Per `project_leetcode_gap_next.md`, end-to-end coverage sits at 87%. Remaining
gaps are small and contained.

### MySQL DATE_FORMAT specifier translation  ✅ landed (2026-05-31)

- `DateFormatFunction` now runs a single-pass `translate_mysql_date_format`
  before delegating to `FormatDateFunction`. MySQL-only specifiers are remapped:
  `%i`→`%M` (minute), `%M`→`%B` (full month name), `%W`→`%A` (full weekday),
  `%s`→`%S` (seconds, dodging strftime's epoch `%s`), `%f`→`%6f` (microseconds).
  Shared specifiers (`%Y %m %d %H %h %p %a %b %r %T %%` …) pass through verbatim.
- Single-pass is deliberate: a sequential string-replace would double-translate
  because `%i`→`%M` and `%M`→`%B` collide on the intermediate `%M`.
- `DATE_FORMAT('...', '%W, %M %d, %Y %H:%i:%s')` → `Sunday, May 31, 2026 14:05:09`.
- 4 unit tests in `format.rs::date_format_tests`. Demo + formal regression
  guard: `examples/date_format_mysql.sql` →
  `examples/expectations/date_format_mysql.json`.

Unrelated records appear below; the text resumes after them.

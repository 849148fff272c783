//! CLI logic for the Settle layout tool.
//!
//! Generates a random demo graph, lays it out with [`LayoutEngine`] in the
//! configured drive mode and writes the final positions as TOML.

pub mod error_adapter;

mod args;
mod config;
mod generate;

pub use args::{Args, Mode};
pub use error_adapter::ErrorAdapter;

use std::{
    fs,
    io::{self, Write},
};

use log::{debug, info};
use serde::Serialize;

use settle::{
    LayoutEngine, RunSummary, SettleError, Snapshot, config::DriveMode, graph::Edge,
    identifier::NodeId,
};

use config::AppConfig;

/// Final position of one node
#[derive(Debug, Serialize)]
struct NodeReport {
    id: NodeId,
    x: f32,
    y: f32,
}

/// Everything written to the output file
#[derive(Debug, Serialize)]
struct LayoutReport {
    mode: DriveMode,
    publications: usize,
    #[serde(skip_serializing_if = "Option::is_none")]
    summary: Option<RunSummary>,
    nodes: Vec<NodeReport>,
    edges: Vec<Edge>,
}

/// Run the Settle CLI application
///
/// This function generates the graph, runs the layout to completion and
/// writes the result to the output file, or stdout when none is given.
///
/// # Arguments
///
/// * `args` - Command-line arguments
///
/// # Errors
///
/// Returns `SettleError` for:
/// - File I/O errors
/// - Configuration loading or validation errors
/// - Graph construction errors
/// - Layout start errors (empty graph, invalid radius)
pub fn run(args: &Args) -> Result<(), SettleError> {
    let mut app_config = config::load_config(args.config.as_ref())?;
    apply_overrides(args, &mut app_config);
    app_config.validate()?;

    let generator = app_config.generator();
    info!(
        node_count = generator.node_count(),
        connection_probability = generator.connection_probability(),
        mode:? = app_config.layout().drive_mode();
        "Laying out graph"
    );

    let mut graph = generate::generate(generator)?;
    let edges: Vec<Edge> = graph.undirected_edges().copied().collect();

    let mut publications = 0usize;
    let mut latest: Option<Snapshot> = None;
    let summary = {
        let mut engine = LayoutEngine::new(app_config.layout().clone())?;
        engine.start(&mut graph, generator.world_radius())?;
        engine.drive(&mut |snapshot: &Snapshot| {
            publications += 1;
            debug!(iteration = snapshot.iteration(); "Positions published");
            latest = Some(snapshot.clone());
        });
        engine.summary()
    };

    let nodes: Vec<NodeReport> = latest
        .as_ref()
        .map(|snapshot| {
            snapshot
                .iter()
                .map(|(id, position)| NodeReport {
                    id,
                    x: position.x(),
                    y: position.y(),
                })
                .collect()
        })
        .unwrap_or_default();

    let report = LayoutReport {
        mode: app_config.layout().drive_mode(),
        publications,
        summary,
        nodes,
        edges,
    };
    let content = toml::to_string(&report).map_err(io::Error::other)?;

    match &args.output {
        Some(path) => {
            fs::write(path, content)?;
            info!(output_file = path; "Layout exported successfully");
        }
        None => io::stdout().write_all(content.as_bytes())?,
    }

    Ok(())
}

fn apply_overrides(args: &Args, config: &mut AppConfig) {
    let generator = config.generator_mut();
    if let Some(count) = args.nodes {
        generator.set_node_count(count);
    }
    if let Some(probability) = args.probability {
        generator.set_connection_probability(probability);
    }
    if let Some(radius) = args.radius {
        generator.set_world_radius(radius);
    }
    if let Some(seed) = args.seed {
        generator.set_seed(seed);
    }
    if let Some(mode) = args.mode {
        config.layout_mut().set_drive_mode(mode.into());
    }
}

### BETWEEN-in-CASE → now landed (2026-04-19)

- ✅ Fixed. LC 3705 runs verbatim.

### GROUP BY output projection bug

- `SELECT user_id + 10 AS shifted FROM t GROUP BY user_id` outputs
  `user_id, shifted` instead of just `shifted`. Real defect.
- **Risk:** may be load-bearing — other code might depend on group keys
  being present in the output. Audit carefully before changing; probe path
  is `apply_group_by` in the query engine.

### HAVING expressions parity — probe first

- HAVING arithmetic + aliases work. Systematic sweep: does HAVING+CASE,
  HAVING+function-calls, HAVING+scalar-subqueries work? File gaps as they
  surface.

### 608 InSubquery in CASE  ✅ landed (2026-05-31)

- Was broken (verified): `CASE WHEN x IN (SELECT ...) THEN ...` errored with
  `Unsupported expression type for arithmetic evaluation`. Two-part root cause,
  both fixed:
  1. `SubqueryExecutor::process_expression` didn't recurse into `CaseExpression`
     / `SimpleCaseExpression` / `Not`, so the subquery was never pre-executed
     and rewritten to an `InList`. Added those arms (line ~345 used to say
     `// CaseWhen doesn't exist in current AST, skip for now`).
  2. Once rewritten to `InList`/`NotInList`, the *arithmetic* evaluator had no
     dispatch for those nodes (only the WHERE evaluator did). Added `InList`/
     `NotInList` arms to `arithmetic_evaluator.rs` returning Boolean via the
     shared `compare_with_op`.
- Same fix also closes Tier 3b's "scalar subquery inside CASE" (below).
- Demo + formal regression guard: `examples/subquery_in_case.sql` (scalar,
  IN, and NOT IN subqueries inside CASE), captured to
  `examples/expectations/subquery_in_case.json`.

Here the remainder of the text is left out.